3rd Mar 2026 11:20
(Sharecast News) - Shares in On Holding dropped sharply on Tuesday after the Swiss premium running shoes and apparel brand disappointed investors with its current-year sales guidance following a record 2025 which exceeded its outlook across all metrics.
The company said it expects net sales to grow by "at least 23%" in 2026 on a constant currency, implying a top-line figure at least CHF3.44bn, with an adjusted EBITDA margin of between 18.5% and 19.0%.
The current consensus forecast for net sales was closer to CHF3.67bn. The stock was down 11.1% at $41.55 by 1255 GMT in pre-market trading on Wall Street.
Sales across the fourth quarter rose 22.6% year-on-year to CHF743.8m, up 30.6% at constant FX, which the firm put down to improved brand awareness and "disciplined premium execution" during the key holiday sales season.
The adjusted EBITDA margin was 120 basis points higher than last year at 17.6% in the fourth quarter, while the gross profit margin rose 180bp to a record 63.9%.
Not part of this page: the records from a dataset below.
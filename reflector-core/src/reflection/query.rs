//! # Reflection Queries
//!
//! Version independent model of the reflection protocol and the dispatcher that
//! answers it against a [`ReflectionIndex`].
//!
//! Both `grpc.reflection.v1` and `grpc.reflection.v1alpha` carry the same oneof of
//! query kinds; they are converted into a [`ReflectionQuery`] at the edge, answered by
//! [`ReflectionIndex::resolve`], and the resulting [`ReflectionReply`] or
//! [`QueryError`] is converted back into the wire type of the stream.
use crate::index::{ReflectionIndex, encode_closure};
use tonic::Code;

/// The populated kind of a reflection request.
#[derive(Debug, Clone, PartialEq, Eq)]
pub enum ReflectionQuery {
    ListServices,
    FileByFilename(String),
    FileContainingSymbol(String),
    FileContainingExtension {
        containing_type: String,
        extension_number: i32,
    },
    AllExtensionNumbersOfType(String),
    /// No query kind was set, or it is not known to this server.
    Unset,
}

impl ReflectionQuery {
    /// The protocol's name for the query kind.
    pub fn kind(&self) -> &'static str {
        match self {
            ReflectionQuery::ListServices => "LIST_SERVICES",
            ReflectionQuery::FileByFilename(_) => "FILE_BY_FILENAME",
            ReflectionQuery::FileContainingSymbol(_) => "FILE_CONTAINING_SYMBOL",
            ReflectionQuery::FileContainingExtension { .. } => "FILE_CONTAINING_EXTENSION",
            ReflectionQuery::AllExtensionNumbersOfType(_) => "ALL_EXTENSION_NUMBERS_OF_TYPE",
            ReflectionQuery::Unset => "MESSAGEREQUEST_NOT_SET",
        }
    }
}

/// A successful answer to a [`ReflectionQuery`].
#[derive(Debug, Clone, PartialEq, Eq)]
pub enum ReflectionReply {
    Services(Vec<String>),
    /// Serialized `FileDescriptorProto`s of a file followed by its transitive dependencies.
    FileDescriptors(Vec<Vec<u8>>),
    ExtensionNumbers {
        base_type_name: String,
        extension_numbers: Vec<i32>,
    },
}

/// Expected failures of a query against a healthy index.
///
/// They are reported to the client as an `ErrorResponse` and never end the stream.
#[derive(Debug, Clone, PartialEq, Eq, thiserror::Error)]
pub enum QueryError {
    #[error("File not found ({0})")]
    FileNotFound(String),

    #[error("Symbol not found ({0})")]
    SymbolNotFound(String),

    #[error("Extension not found ({containing_type}, {extension_number})")]
    ExtensionNotFound {
        containing_type: String,
        extension_number: i32,
    },

    #[error("Type not found.")]
    TypeNotFound(String),

    #[error("not implemented {0}")]
    Unimplemented(&'static str),
}

impl QueryError {
    pub fn code(&self) -> Code {
        match self {
            QueryError::FileNotFound(_)
            | QueryError::SymbolNotFound(_)
            | QueryError::ExtensionNotFound { .. }
            | QueryError::TypeNotFound(_) => Code::NotFound,
            QueryError::Unimplemented(_) => Code::Unimplemented,
        }
    }
}

impl ReflectionIndex {
    /// Answers a single reflection query.
    pub fn resolve(&self, query: &ReflectionQuery) -> Result<ReflectionReply, QueryError> {
        match query {
            ReflectionQuery::ListServices => Ok(ReflectionReply::Services(
                self.service_names().map(str::to_string).collect(),
            )),

            ReflectionQuery::FileByFilename(name) => self
                .file_by_name(name)
                .map(|file| ReflectionReply::FileDescriptors(encode_closure(file)))
                .ok_or_else(|| QueryError::FileNotFound(name.clone())),

            ReflectionQuery::FileContainingSymbol(symbol) => self
                .file_by_symbol(symbol)
                .map(|file| ReflectionReply::FileDescriptors(encode_closure(file)))
                .ok_or_else(|| QueryError::SymbolNotFound(symbol.clone())),

            ReflectionQuery::FileContainingExtension {
                containing_type,
                extension_number,
            } => u32::try_from(*extension_number)
                .ok()
                .and_then(|number| self.file_by_extension(containing_type, number))
                .map(|file| ReflectionReply::FileDescriptors(encode_closure(file)))
                .ok_or_else(|| QueryError::ExtensionNotFound {
                    containing_type: containing_type.clone(),
                    extension_number: *extension_number,
                }),

            ReflectionQuery::AllExtensionNumbersOfType(containing_type) => {
                let numbers = self.extension_numbers_of_type(containing_type);

                if numbers.is_empty() {
                    return Err(QueryError::TypeNotFound(containing_type.clone()));
                }

                Ok(ReflectionReply::ExtensionNumbers {
                    base_type_name: containing_type.clone(),
                    // Field numbers are capped at 2^29 - 1, so they always fit.
                    extension_numbers: numbers.into_iter().map(|n| n as i32).collect(),
                })
            }

            ReflectionQuery::Unset => Err(QueryError::Unimplemented(query.kind())),
        }
    }
}
//! # Reflection Service
//!
//! The tonic binding of the reflection protocol, for both `grpc.reflection.v1` and
//! `grpc.reflection.v1alpha`.
//!
//! Every inbound message of a `ServerReflectionInfo` stream is answered with exactly
//! one outbound message, in order. Responses echo the original request and the host
//! it addressed so clients can correlate them on a multiplexed stream. Failed lookups
//! are regular `ErrorResponse` messages; the stream only ends when the client closes
//! it or the transport fails.
//!
//! ## Example
//!
//! ```rust,ignore
//! let reflection = Builder::configure()
//!     .register_encoded_file_descriptor_set(FILE_DESCRIPTOR_SET)
//!     .build_v1()?;
//!
//! tonic::transport::Server::builder()
//!     .add_service(reflection)
//!     .serve(addr)
//!     .await?;
//! ```
use super::query::{QueryError, ReflectionQuery, ReflectionReply};
use crate::{
    index::{IndexBuildError, ReflectionIndex},
    registration::ServiceRegistration,
};
use prost_reflect::{DescriptorError, DescriptorPool};
use std::{pin::Pin, sync::Arc};
use tokio_stream::{Stream, StreamExt};
use tonic::{Request, Response, Status, Streaming};
use tonic_reflection::pb::{v1, v1alpha};

type ResponseStream<T> = Pin<Box<dyn Stream<Item = Result<T, Status>> + Send + 'static>>;

#[derive(Debug, thiserror::Error)]
pub enum BuildError {
    #[error("Failed to build the reflection index: {0}")]
    Index(#[from] IndexBuildError),

    #[error("Failed to decode file descriptor set: {0}")]
    Descriptor(#[from] DescriptorError),
}

/// A reflection service answering queries from a shared, immutable [`ReflectionIndex`].
///
/// Cloning is cheap; every clone reads the same index.
#[derive(Debug, Clone)]
pub struct ReflectionService {
    index: Arc<ReflectionIndex>,
}

impl ReflectionService {
    pub fn new(index: ReflectionIndex) -> Self {
        Self::from_shared(Arc::new(index))
    }

    pub fn from_shared(index: Arc<ReflectionIndex>) -> Self {
        Self { index }
    }

    pub fn index(&self) -> &ReflectionIndex {
        &self.index
    }

    pub fn into_v1_server(self) -> v1::server_reflection_server::ServerReflectionServer<Self> {
        v1::server_reflection_server::ServerReflectionServer::new(self)
    }

    pub fn into_v1alpha_server(
        self,
    ) -> v1alpha::server_reflection_server::ServerReflectionServer<Self> {
        v1alpha::server_reflection_server::ServerReflectionServer::new(self)
    }
}

#[derive(Debug, Clone, Copy, PartialEq, Eq)]
enum ProtocolVersion {
    V1,
    V1Alpha,
}

/// Configures a [`ReflectionService`], in the manner of `tonic_reflection::server::Builder`.
#[derive(Debug)]
pub struct Builder<'b> {
    registrations: Vec<ServiceRegistration>,
    encoded_file_descriptor_sets: Vec<&'b [u8]>,
    include_reflection_service: bool,
}

impl<'b> Builder<'b> {
    /// A builder without services that lists the reflection service itself.
    pub fn configure() -> Self {
        Self {
            registrations: Vec::new(),
            encoded_file_descriptor_sets: Vec::new(),
            include_reflection_service: true,
        }
    }

    /// Registers a single hosted service.
    pub fn register_service(mut self, registration: ServiceRegistration) -> Self {
        self.registrations.push(registration);
        self
    }

    /// Registers every service declared in `pool`.
    pub fn register_pool(mut self, pool: &DescriptorPool) -> Self {
        self.registrations
            .extend(ServiceRegistration::all_from_pool(pool));
        self
    }

    /// Registers every service of an encoded `FileDescriptorSet`.
    ///
    /// The set is decoded when the service is built.
    pub fn register_encoded_file_descriptor_set(mut self, encoded: &'b [u8]) -> Self {
        self.encoded_file_descriptor_sets.push(encoded);
        self
    }

    /// Whether the reflection service lists (and describes) itself. Defaults to `true`.
    pub fn include_reflection_service(mut self, include: bool) -> Self {
        self.include_reflection_service = include;
        self
    }

    /// Builds a service that can be served as both protocol versions.
    pub fn build(self) -> Result<ReflectionService, BuildError> {
        self.build_for(&[ProtocolVersion::V1, ProtocolVersion::V1Alpha])
    }

    pub fn build_v1(
        self,
    ) -> Result<v1::server_reflection_server::ServerReflectionServer<ReflectionService>, BuildError>
    {
        Ok(self.build_for(&[ProtocolVersion::V1])?.into_v1_server())
    }

    pub fn build_v1alpha(
        self,
    ) -> Result<
        v1alpha::server_reflection_server::ServerReflectionServer<ReflectionService>,
        BuildError,
    > {
        Ok(self.build_for(&[ProtocolVersion::V1Alpha])?.into_v1alpha_server())
    }

    fn build_for(self, versions: &[ProtocolVersion]) -> Result<ReflectionService, BuildError> {
        let mut registrations = Vec::new();

        for registration in self.registrations {
            push_registration(&mut registrations, registration);
        }

        for encoded in self.encoded_file_descriptor_sets {
            let pool = DescriptorPool::decode(encoded)?;

            for registration in ServiceRegistration::all_from_pool(&pool) {
                push_registration(&mut registrations, registration);
            }
        }

        if self.include_reflection_service {
            for version in versions {
                let registration = reflection_registration(*version)?;

                if registrations
                    .iter()
                    .any(|existing| existing.name() == registration.name())
                {
                    tracing::debug!(
                        service = registration.name(),
                        "Reflection service already registered"
                    );
                    continue;
                }

                registrations.push(registration);
            }
        }

        let index = ReflectionIndex::build(registrations)?;

        Ok(ReflectionService::new(index))
    }
}

/// Appends `registration` unless the same service, declared in the same file, is
/// already present. Descriptor sets built with `--include_imports` routinely repeat
/// shared files.
fn push_registration(
    registrations: &mut Vec<ServiceRegistration>,
    registration: ServiceRegistration,
) {
    let declaring_file = |registration: &ServiceRegistration| {
        registration.file().map(|file| file.name().to_string())
    };

    let repeated = registrations.iter().any(|existing| {
        existing.name() == registration.name()
            && declaring_file(existing) == declaring_file(&registration)
    });

    if repeated {
        tracing::debug!(service = registration.name(), "Skipping repeated service");
    } else {
        registrations.push(registration);
    }
}

fn reflection_registration(version: ProtocolVersion) -> Result<ServiceRegistration, BuildError> {
    let registration = match version {
        ProtocolVersion::V1 => {
            let pool = DescriptorPool::decode(v1::FILE_DESCRIPTOR_SET)?;
            ServiceRegistration::named::<
                v1::server_reflection_server::ServerReflectionServer<ReflectionService>,
            >(&pool)
        }
        ProtocolVersion::V1Alpha => {
            let pool = DescriptorPool::decode(v1alpha::FILE_DESCRIPTOR_SET)?;
            ServiceRegistration::named::<
                v1alpha::server_reflection_server::ServerReflectionServer<ReflectionService>,
            >(&pool)
        }
    };

    Ok(registration)
}

/// Generates the wire conversions and the tonic trait implementation for one protocol
/// version; both versions share the exact same message shapes.
macro_rules! reflection_protocol {
    ($module:ident, $version:ident) => {
        mod $module {
            use super::*;
            use tonic_reflection::pb::$version::{
                ErrorResponse, ExtensionNumberResponse, FileDescriptorResponse,
                ListServiceResponse, ServerReflectionRequest, ServerReflectionResponse,
                ServiceResponse, server_reflection_request::MessageRequest,
                server_reflection_response::MessageResponse,
                server_reflection_server::ServerReflection,
            };

            #[tonic::async_trait]
            impl ServerReflection for ReflectionService {
                type ServerReflectionInfoStream = ResponseStream<ServerReflectionResponse>;

                async fn server_reflection_info(
                    &self,
                    request: Request<Streaming<ServerReflectionRequest>>,
                ) -> Result<Response<Self::ServerReflectionInfoStream>, Status> {
                    let responses = responses(Arc::clone(&self.index), request.into_inner());

                    Ok(Response::new(Box::pin(responses)))
                }
            }

            /// One response per inbound message. An inbound error is passed through
            /// as the terminal status.
            pub(super) fn responses<S>(
                index: Arc<ReflectionIndex>,
                requests: S,
            ) -> impl Stream<Item = Result<ServerReflectionResponse, Status>> + Send + 'static
            where
                S: Stream<Item = Result<ServerReflectionRequest, Status>> + Send + 'static,
            {
                requests.map(move |message| message.map(|request| respond(&index, request)))
            }

            fn respond(
                index: &ReflectionIndex,
                request: ServerReflectionRequest,
            ) -> ServerReflectionResponse {
                let query = query(&request);

                tracing::debug!(
                    protocol = stringify!($version),
                    kind = query.kind(),
                    host = %request.host,
                    "Reflection request received"
                );

                let message_response = match index.resolve(&query) {
                    Ok(reply) => reply_message(reply),
                    Err(error) => error_message(error),
                };

                ServerReflectionResponse {
                    valid_host: request.host.clone(),
                    original_request: Some(request),
                    message_response: Some(message_response),
                }
            }

            fn query(request: &ServerReflectionRequest) -> ReflectionQuery {
                match &request.message_request {
                    Some(MessageRequest::ListServices(_)) => ReflectionQuery::ListServices,
                    Some(MessageRequest::FileByFilename(name)) => {
                        ReflectionQuery::FileByFilename(name.clone())
                    }
                    Some(MessageRequest::FileContainingSymbol(symbol)) => {
                        ReflectionQuery::FileContainingSymbol(symbol.clone())
                    }
                    Some(MessageRequest::FileContainingExtension(extension)) => {
                        ReflectionQuery::FileContainingExtension {
                            containing_type: extension.containing_type.clone(),
                            extension_number: extension.extension_number,
                        }
                    }
                    Some(MessageRequest::AllExtensionNumbersOfType(containing_type)) => {
                        ReflectionQuery::AllExtensionNumbersOfType(containing_type.clone())
                    }
                    None => ReflectionQuery::Unset,
                }
            }

            fn reply_message(reply: ReflectionReply) -> MessageResponse {
                match reply {
                    ReflectionReply::Services(names) => {
                        MessageResponse::ListServicesResponse(ListServiceResponse {
                            service: names
                                .into_iter()
                                .map(|name| ServiceResponse { name })
                                .collect(),
                        })
                    }
                    ReflectionReply::FileDescriptors(files) => {
                        MessageResponse::FileDescriptorResponse(FileDescriptorResponse {
                            file_descriptor_proto: files.into_iter().map(Into::into).collect(),
                        })
                    }
                    ReflectionReply::ExtensionNumbers {
                        base_type_name,
                        extension_numbers,
                    } => MessageResponse::AllExtensionNumbersResponse(ExtensionNumberResponse {
                        base_type_name,
                        extension_number: extension_numbers,
                    }),
                }
            }

            fn error_message(error: QueryError) -> MessageResponse {
                tracing::debug!(
                    protocol = stringify!($version),
                    code = ?error.code(),
                    message = %error,
                    "Reflection query failed"
                );

                MessageResponse::ErrorResponse(ErrorResponse {
                    error_code: error.code() as i32,
                    error_message: error.to_string(),
                })
            }
        }
    };
}

reflection_protocol!(v1_protocol, v1);
reflection_protocol!(v1alpha_protocol, v1alpha);
//! # CLI
//!
//! This module defines the command-line interface of `reflector` using `clap`.
//!
//! Every setting can be passed as a flag; the listen address also falls back to the
//! `REFLECTOR_ADDR` environment variable.
use clap::{Parser, Subcommand};
use std::{net::SocketAddr, path::PathBuf};

#[derive(Parser)]
#[command(
    name = "reflector",
    version,
    about = "gRPC Server Reflection for Protobuf descriptor sets"
)]
pub struct Cli {
    #[command(subcommand)]
    pub command: Commands,
}

#[derive(Subcommand)]
pub enum Commands {
    /// Serve the gRPC Server Reflection Protocol (v1 and v1alpha)
    ///
    /// Every service declared in the given descriptor sets is listed and described.
    ///
    /// ## Examples:
    ///
    /// ```bash
    /// reflector serve --addr 127.0.0.1:50051 descriptors.bin
    /// ```
    Serve {
        /// Address to listen on
        #[arg(long, env = "REFLECTOR_ADDR", default_value = "[::1]:50051")]
        addr: SocketAddr,

        /// Do not list the reflection service itself
        #[arg(long)]
        no_reflection_schema: bool,

        /// Encoded `FileDescriptorSet` files (e.g. generated with `protoc --descriptor_set_out`)
        #[arg(required = true)]
        descriptor_sets: Vec<PathBuf>,
    },

    /// Build the reflection index and print it as JSON
    ///
    /// Useful to check that a set of descriptors indexes without collisions before serving it.
    Inspect {
        /// Encoded `FileDescriptorSet` files
        #[arg(required = true)]
        descriptor_sets: Vec<PathBuf>,
    },
}
use super::{IndexBuildError, ReflectionIndex};
use crate::registration::ServiceRegistration;
use prost_reflect::{ExtensionDescriptor, FileDescriptor, MessageDescriptor, ServiceDescriptor};
use std::collections::{BTreeMap, BTreeSet, HashMap, HashSet, VecDeque, hash_map::Entry};

/// Accumulates registrations and walks their file dependency graph breadth-first.
///
/// Files are queued at most once (keyed by file name), so a file shared by many
/// dependants, as in a diamond, is processed a single time.
#[derive(Default)]
pub(super) struct IndexBuilder {
    seen_files: HashSet<String>,
    queue: VecDeque<FileDescriptor>,
    service_names: BTreeSet<String>,
    by_file_name: HashMap<String, FileDescriptor>,
    by_symbol: HashMap<String, FileDescriptor>,
    by_extension: HashMap<String, BTreeMap<u32, FileDescriptor>>,
}

impl IndexBuilder {
    pub(super) fn register(
        &mut self,
        registration: ServiceRegistration,
    ) -> Result<(), IndexBuildError> {
        let (name, file) = registration.into_parts();

        let Some(file) = file else {
            tracing::debug!(service = %name, "Skipping service without a file descriptor");
            return Ok(());
        };

        if self.service_names.contains(&name) {
            return Err(IndexBuildError::DuplicateService(name));
        }

        self.service_names.insert(name);
        self.enqueue(file);

        Ok(())
    }

    pub(super) fn finish(mut self) -> Result<ReflectionIndex, IndexBuildError> {
        while let Some(file) = self.queue.pop_front() {
            self.process_file(&file)?;

            for dependency in file.dependencies() {
                self.enqueue(dependency);
            }
        }

        Ok(ReflectionIndex {
            service_names: self.service_names,
            by_file_name: self.by_file_name,
            by_symbol: self.by_symbol,
            by_extension: self.by_extension,
        })
    }

    fn enqueue(&mut self, file: FileDescriptor) {
        if self.seen_files.insert(file.name().to_string()) {
            self.queue.push_back(file);
        }
    }

    pub(super) fn process_file(&mut self, file: &FileDescriptor) -> Result<(), IndexBuildError> {
        match self.by_file_name.entry(file.name().to_string()) {
            Entry::Occupied(entry) => {
                return Err(IndexBuildError::DuplicateFile(entry.key().clone()));
            }
            Entry::Vacant(entry) => {
                entry.insert(file.clone());
            }
        }

        for service in file.services() {
            self.process_service(&service, file)?;
        }

        // Nested types are walked with a queue rather than recursion.
        let mut messages: VecDeque<MessageDescriptor> = file.messages().collect();

        while let Some(message) = messages.pop_front() {
            if !self.insert_symbol(message.full_name(), file) {
                return Err(IndexBuildError::DuplicateType(
                    message.full_name().to_string(),
                ));
            }

            for extension in message.child_extensions() {
                self.process_extension(&extension, file)?;
            }

            messages.extend(message.child_messages());
        }

        for extension in file.extensions() {
            self.process_extension(&extension, file)?;
        }

        Ok(())
    }

    fn process_service(
        &mut self,
        service: &ServiceDescriptor,
        file: &FileDescriptor,
    ) -> Result<(), IndexBuildError> {
        if !self.insert_symbol(service.full_name(), file) {
            return Err(IndexBuildError::DuplicateService(
                service.full_name().to_string(),
            ));
        }

        for method in service.methods() {
            if !self.insert_symbol(method.full_name(), file) {
                return Err(IndexBuildError::DuplicateMethod {
                    service: service.full_name().to_string(),
                    method: method.full_name().to_string(),
                });
            }
        }

        Ok(())
    }

    fn process_extension(
        &mut self,
        extension: &ExtensionDescriptor,
        file: &FileDescriptor,
    ) -> Result<(), IndexBuildError> {
        let containing_message = extension.containing_message();
        let containing_type = containing_message.full_name();
        let number = extension.number();

        let extensions = self
            .by_extension
            .entry(containing_type.to_string())
            .or_default();

        if extensions.contains_key(&number) {
            return Err(IndexBuildError::DuplicateExtension {
                containing_type: containing_type.to_string(),
                number,
            });
        }

        extensions.insert(number, file.clone());

        Ok(())
    }

    /// Returns `false` when the symbol was already taken.
    fn insert_symbol(&mut self, symbol: &str, file: &FileDescriptor) -> bool {
        match self.by_symbol.entry(symbol.to_string()) {
            Entry::Occupied(_) => false,
            Entry::Vacant(entry) => {
                entry.insert(file.clone());
                true
            }
        }
    }
}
That meant full-year sales rose 35.6% at constant currency to CHF3.01bn, topping the CHF3bn mark for the first time, while the annual adjusted EBITDA margin reached 18.8%. Gross profit for the year was up 34.7% at CHF1.89bn.
"Surpassing the CHF 3 billion annual revenue milestone with record profitability is a profound validation of our vision to build the world's most premium global sportswear brand," said co-founder and executive co-chair David Allemann.
"We are witnessing a fundamental societal shift, as people globally replace traditional markers of status with a commitment to health, longevity, and performance."